Board member Wright said he has friends that travel to Des Moines or the Quad Cities to see a club band.

“For us to have this level of bands from the 80s and 90s you’re going to have a lot of people driving into the tri-state area to come to a show like this,” Wright said.

Craft said with the festival growing each year, he’s estimated total expenditures to be around $120,000 this year, compared to roughly $50,000 in 2017.

He said to date he’s only done about $500 in marketing and that was predominantly on Facebook boosting posts to identified areas that support the type of music the festival committee is bringing in.

“We’ll be doing our main advertising push after Steamboat Days,” Craft said. “I don’t think it’s a good idea for us to market locally until that event is over. We’ve partnered with Pritchard Broadcasting so we’re going to do a lot of radio to reach those rock markets.”

Craft said the city should be expecting to have all the hotel rooms taken up for the weekend which will benefit the city’s hotel/motel tax funds. He said he’s also working with city staff to be able to provide reserved camping.

He said his committee has tailored the music the way they did so people would come into town on Thursday and stay through the weekend to take advantage of more of the same type of music they saw on Thursday, all at one price.

Tickets are currently on sale through Ticketfly. A 4-day grounds pass good for all music is $35, with VIP tickets which grant access to upfront stage seating is $55 for all four days. Single day tickets are $25 each.

Craft said one hurdle is people who want to camp in the area for the weekend.
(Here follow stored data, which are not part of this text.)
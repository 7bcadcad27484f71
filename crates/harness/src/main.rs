// Copyright (C) 2025-present The Alpenglow Authors.
//
// Licensed under the Apache License, Version 2.0 (the "License");
// you may not use this file except in compliance with the License.
// You may obtain a copy of the License at
//
//    http://www.apache.org/licenses/LICENSE-2.0
//
// Unless required by applicable law or agreed to in writing, software
// distributed under the License is distributed on an "AS IS" BASIS,
// WITHOUT WARRANTIES OR CONDITIONS OF ANY KIND, either express or
// implied.
// See the License for the specific language governing permissions and
// limitations under the License.

use alpenglow_expedition_service::pipeline::QueryPipelineHandle;
use alpenglow_harness::{config::HarnessConfig, printing_listener};
use figment::{
    providers::{Env, Format, Serialized, Yaml},
    Figment,
};
use std::{env, path::PathBuf, str::FromStr};
use tracing::{info, Level};

fn init_tracing(level: &'_ str) {
    // Very simple setup at the moment to validate the instrumentation in the code
    // is working in the future that should be configured automatically based on
    // configuration options
    let subscriber = tracing_subscriber::FmtSubscriber::builder()
        .with_max_level(Level::from_str(level).expect("invalid logging level"))
        .finish();
    tracing::subscriber::set_global_default(subscriber).expect("setting default subscriber failed");
}

fn main() -> Result<(), Box<dyn std::error::Error + Send + Sync + 'static>> {
    let args: Vec<String> = env::args().collect();
    if args.len() > 2 {
        return Err(format!("Usage: {} [config-file]", args[0]).into());
    }
    let mut figment = Figment::new().merge(Serialized::defaults(HarnessConfig::default()));
    if let Some(config_file) = args.get(1) {
        figment = figment.merge(Yaml::file(PathBuf::from(config_file)));
    }
    let config: HarnessConfig = match figment.merge(Env::prefixed("EXPD_").split("__")).extract() {
        Ok(config) => config,
        Err(err) => {
            return Err(format!("Parsing config file failed: {err}").into());
        }
    };
    init_tracing(&config.logging.level);

    let mut runtime_builder = tokio::runtime::Builder::new_multi_thread();
    // If num threads is not configured then the default use all CPU cores is used
    if let Some(num_threads) = config.runtime.threads {
        runtime_builder.worker_threads(num_threads);
    }
    runtime_builder.enable_all();
    let runtime = runtime_builder.build()?;
    runtime.block_on(async move {
        let (join_handle, pipeline_handle) =
            QueryPipelineHandle::new(config.pipeline, printing_listener())?;

        tokio::select! {
            _ = tokio::signal::ctrl_c() => {
                info!("Termination signal received, gracefully shutting down the pipeline");
                let report = pipeline_handle.shutdown().await?;
                info!(
                    "Pipeline stopped after {} events over {} ticks",
                    report.generated, report.ticks
                );
            }
            result = join_handle => {
                let report = result??;
                info!(
                    "Pipeline run finished: {} events over {} ticks",
                    report.generated, report.ticks
                );
            }
        }
        Ok::<(), Box<dyn std::error::Error + Send + Sync + 'static>>(())
    })
}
“The biggest hiccup is that they won’t pay for the whole weekend if they can’t reserve a camping spot. The Rodeo has first right of refusal so we’re working on that with the city. I’ve volunteered to handle that, but if we can get some of these camping sites with online reservations we can fill those up, too.”
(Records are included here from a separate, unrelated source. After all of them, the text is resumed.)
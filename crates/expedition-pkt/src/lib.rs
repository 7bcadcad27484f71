// Copyright (C) 2025-present The Alpenglow Authors.
//
// Licensed under the Apache License, Version 2.0 (the "License");
// you may not use this file except in compliance with the License.
// You may obtain a copy of the License at
//
//    http://www.apache.org/licenses/LICENSE-2.0
//
// Unless required by applicable law or agreed to in writing, software
// distributed under the License is distributed on an "AS IS" BASIS,
// WITHOUT WARRANTIES OR CONDITIONS OF ANY KIND, either express or
// implied.
// See the License for the specific language governing permissions and
// limitations under the License.

//! Data model for synthetic mountain expedition events.
//!
//! An [ExpeditionEvent] carries two timestamps with second precision:
//! - `ets` (event time): when the expedition outcome occurred in the real
//!   world, up to [MAX_EVENT_TIME_LAG] behind generation time.
//! - `its` (ingest time): when the generator emitted the record. This is the
//!   "external time" that drives trailing-window evaluation; `ets` is carried
//!   payload only.
//!
//! [WindowRecord] is the fixed six-field projection handed to window
//! listeners, with both timestamps already rendered in their textual form.

use alpenglow_analytics::windowing::ExternalTime;
use chrono::{DateTime, SubsecRound, Utc};
use serde::{Deserialize, Serialize};
use std::time::Duration;

/// Textual timestamp form used on the wire and in listener output.
pub const TIMESTAMP_FORMAT: &str = "%Y-%m-%d %H:%M:%S";

/// Smallest allowed expedition party.
pub const MIN_PARTY_SIZE: u8 = 1;

/// Largest allowed expedition party.
pub const MAX_PARTY_SIZE: u8 = 12;

/// Upper bound on how far event time may lag behind ingest time.
pub const MAX_EVENT_TIME_LAG: Duration = Duration::from_secs(42);

/// How an expedition ended.
#[derive(
    Debug,
    Clone,
    Copy,
    PartialEq,
    Eq,
    Hash,
    Serialize,
    Deserialize,
    strum_macros::Display,
    strum_macros::VariantArray,
)]
#[serde(rename_all = "kebab-case")]
#[strum(serialize_all = "kebab-case")]
pub enum ExpeditionOutcome {
    SummitReached,
    BaseReached,
    ResignationInjury,
    ResignationWeather,
    ResignationSomeoneMissing,
    ResignationOther,
}

/// Errors rejecting a malformed event at construction time, before it can
/// reach the window.
#[derive(Debug, Clone, Copy, PartialEq, Eq, strum_macros::Display)]
pub enum InvalidExpeditionEvent {
    #[strum(to_string = "peak_name must not be empty")]
    EmptyPeakName,
    #[strum(to_string = "trip_leader must not be empty")]
    EmptyTripLeader,
    #[strum(to_string = "amount_people {0} is outside [1, 12]")]
    PartySizeOutOfRange(u8),
    #[strum(to_string = "timestamp carries sub-second precision")]
    SubSecondPrecision,
}

impl std::error::Error for InvalidExpeditionEvent {}

/// An immutable expedition event record.
#[derive(Debug, Clone, PartialEq, Eq, Serialize, Deserialize)]
pub struct ExpeditionEvent {
    peak_name: String,
    trip_leader: String,
    result: ExpeditionOutcome,
    amount_people: u8,
    #[serde(with = "timestamp")]
    ets: DateTime<Utc>,
    #[serde(with = "timestamp")]
    its: DateTime<Utc>,
}

impl ExpeditionEvent {
    /// Builds a validated event. Both timestamps must be whole seconds.
    pub fn new(
        peak_name: String,
        trip_leader: String,
        result: ExpeditionOutcome,
        amount_people: u8,
        ets: DateTime<Utc>,
        its: DateTime<Utc>,
    ) -> Result<Self, InvalidExpeditionEvent> {
        if peak_name.is_empty() {
            return Err(InvalidExpeditionEvent::EmptyPeakName);
        }
        if trip_leader.is_empty() {
            return Err(InvalidExpeditionEvent::EmptyTripLeader);
        }
        if !(MIN_PARTY_SIZE..=MAX_PARTY_SIZE).contains(&amount_people) {
            return Err(InvalidExpeditionEvent::PartySizeOutOfRange(amount_people));
        }
        if ets.trunc_subsecs(0) != ets || its.trunc_subsecs(0) != its {
            return Err(InvalidExpeditionEvent::SubSecondPrecision);
        }
        Ok(Self {
            peak_name,
            trip_leader,
            result,
            amount_people,
            ets,
            its,
        })
    }

    pub fn peak_name(&self) -> &str {
        &self.peak_name
    }

    pub fn trip_leader(&self) -> &str {
        &self.trip_leader
    }

    pub const fn result(&self) -> ExpeditionOutcome {
        self.result
    }

    pub const fn amount_people(&self) -> u8 {
        self.amount_people
    }

    /// Event time: when the outcome occurred in the real world.
    pub const fn ets(&self) -> DateTime<Utc> {
        self.ets
    }

    /// Ingest time: when the generator emitted the record.
    pub const fn its(&self) -> DateTime<Utc> {
        self.its
    }
}

impl ExternalTime for ExpeditionEvent {
    fn external_time(&self) -> DateTime<Utc> {
        self.its
    }
}

/// Renders a timestamp in the [TIMESTAMP_FORMAT] textual form.
pub fn format_timestamp(ts: DateTime<Utc>) -> String {
    ts.format(TIMESTAMP_FORMAT).to_string()
}

/// Serde adapter for the second-precision textual timestamp form.
pub mod timestamp {
    use super::TIMESTAMP_FORMAT;
    use chrono::{DateTime, NaiveDateTime, Utc};
    use serde::{Deserialize, Deserializer, Serializer};

    pub fn serialize<S: Serializer>(
        ts: &DateTime<Utc>,
        serializer: S,
    ) -> Result<S::Ok, S::Error> {
        serializer.serialize_str(&ts.format(TIMESTAMP_FORMAT).to_string())
    }

    pub fn deserialize<'de, D: Deserializer<'de>>(
        deserializer: D,
    ) -> Result<DateTime<Utc>, D::Error> {
        let raw = String::deserialize(deserializer)?;
        let parsed = NaiveDateTime::parse_from_str(&raw, TIMESTAMP_FORMAT)
            .map_err(serde::de::Error::custom)?;
        Ok(parsed.and_utc())
    }
}

/// The fixed projection emitted to window listeners:
/// `{peak_name, trip_leader, result, amount_people, ets, its}`.
#[derive(Debug, Clone, PartialEq, Eq, Serialize, Deserialize)]
pub struct WindowRecord {
    pub peak_name: String,
    pub trip_leader: String,
    pub result: ExpeditionOutcome,
    pub amount_people: u8,
    pub ets: String,
    pub its: String,
}

impl From<&ExpeditionEvent> for WindowRecord {
    fn from(event: &ExpeditionEvent) -> Self {
        Self {
            peak_name: event.peak_name.clone(),
            trip_leader: event.trip_leader.clone(),
            result: event.result,
            amount_people: event.amount_people,
            ets: format_timestamp(event.ets),
            its: format_timestamp(event.its),
        }
    }
}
Board member Julie Hellman suggested the open fields near the prison or even inside the prison walls, but Randolph said the liability with the Department of Corrections would be too high.
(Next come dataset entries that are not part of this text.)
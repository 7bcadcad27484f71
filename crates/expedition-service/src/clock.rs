// Copyright (C) 2025-present The Alpenglow Authors.
//
// Licensed under the Apache License, Version 2.0 (the "License");
// you may not use this file except in compliance with the License.
// You may obtain a copy of the License at
//
//    http://www.apache.org/licenses/LICENSE-2.0
//
// Unless required by applicable law or agreed to in writing, software
// distributed under the License is distributed on an "AS IS" BASIS,
// WITHOUT WARRANTIES OR CONDITIONS OF ANY KIND, either express or
// implied.
// See the License for the specific language governing permissions and
// limitations under the License.

//! Wall-clock-aligned tick scheduling.
//!
//! The generation loop ticks once per wall-clock second: after a batch it
//! sleeps until the next whole-second boundary. A batch that overruns its
//! second still wakes at the following truncated-second mark, so ticks
//! compress together when the system falls behind instead of drifting.
//! Cancellation is handled by the caller dropping the sleep future, normally
//! inside a `tokio::select!`.

use chrono::{DateTime, SubsecRound, Utc};
use std::time::Duration;

/// Time remaining from `now` until the next whole-second boundary.
///
/// Exactly one second when `now` already sits on a boundary.
pub fn delay_until_next_second(now: DateTime<Utc>) -> Duration {
    let next = now.trunc_subsecs(0) + chrono::Duration::seconds(1);
    (next - now).to_std().unwrap_or(Duration::ZERO)
}

/// Suspends the task until the next whole-second wall-clock boundary.
pub async fn sleep_until_next_second() {
    tokio::time::sleep(delay_until_next_second(Utc::now())).await
}

#[cfg(test)]
mod tests {
    use super::*;

    #[test]
    fn test_delay_from_mid_second() {
        let now = DateTime::from_timestamp_millis(1_000_123).unwrap();
        assert_eq!(delay_until_next_second(now), Duration::from_millis(877));
    }

    #[test]
    fn test_delay_from_exact_boundary() {
        let now = DateTime::from_timestamp(1_000, 0).unwrap();
        assert_eq!(delay_until_next_second(now), Duration::from_secs(1));
    }

    #[test]
    fn test_delay_never_exceeds_one_second() {
        for millis in [1, 250, 500, 999] {
            let now = DateTime::from_timestamp_millis(7_000 + millis).unwrap();
            let delay = delay_until_next_second(now);
            assert!(delay > Duration::ZERO);
            assert!(delay < Duration::from_secs(1));
        }
    }
}
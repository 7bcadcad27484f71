// Copyright (C) 2025-present The Alpenglow Authors.
//
// Licensed under the Apache License, Version 2.0 (the "License");
// you may not use this file except in compliance with the License.
// You may obtain a copy of the License at
//
//    http://www.apache.org/licenses/LICENSE-2.0
//
// Unless required by applicable law or agreed to in writing, software
// distributed under the License is distributed on an "AS IS" BASIS,
// WITHOUT WARRANTIES OR CONDITIONS OF ANY KIND, either express or
// implied.
// See the License for the specific language governing permissions and
// limitations under the License.

pub mod clock;
pub mod generator;
pub mod pipeline;

use alpenglow_expedition_pkt::WindowRecord;
use std::sync::Arc;

/// Listener invoked once per ingested event with the window's contents after
/// that ingestion. Listeners must not panic; any internal error is theirs to
/// surface and must not stop the pipeline.
pub type WindowListener = Arc<dyn Fn(&[WindowRecord]) + Send + Sync>;
// Copyright (C) 2025-present The Alpenglow Authors.
//
// Licensed under the Apache License, Version 2.0 (the "License");
// you may not use this file except in compliance with the License.
// You may obtain a copy of the License at
//
//    http://www.apache.org/licenses/LICENSE-2.0
//
// Unless required by applicable law or agreed to in writing, software
// distributed under the License is distributed on an "AS IS" BASIS,
// WITHOUT WARRANTIES OR CONDITIONS OF ANY KIND, either express or
// implied.
// See the License for the specific language governing permissions and
// limitations under the License.

pub mod windowing;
In other action, the board heard from Fort Madison documentarian and historian, Mike Killoren ,who has offered to create marketing videos for the city that could be played on hotel or restaurant televisions and monitors, or other locations that have televisions. Killoren said he wasn’t looking for any funding, but was willing to put the videos together. He said hotels could play the videos so people staying in the area could see what other attractions and history are available during their stays.

Killoren said the videos could be uploaded to jump drives and installed directly on the television and could be loaded with several different videos that the locations could control and would give people, even in waiting rooms at hospitals, an opportunity to plan to explore the area.

City Tourism director Jean Peiton also informed the board of a new app and website service that she wanted to integrate city tourism with, which would allow visitors or those looking at visiting the area to download and have at their fingertips on their phones. She said the city’s site still isn’t smartphone compatible and this would give the city a more user-friendly tool to market the area. She said the company called TourBurst out of Nauvoo is charging around $4,000 per year for the app and website management. They are looking to get 25 more area communities involved to give it a regional impact.

Board members Kim Engle and Julie Hellman questioned the value of the app and what the incentive would be to download the app. Peiton said the cost is about the same as one print ad and website presence in the Chicago area. City Manager David Varley said this is something the city should try and see what value comes from it and if it doesn’t deliver or goes belly up, the city can opt out next year. Peiton said ultimately city businesses, who would be included in the first year at no cost to them, would in following years be asked to pay a fee to be included in the app program, to offset the annual costs.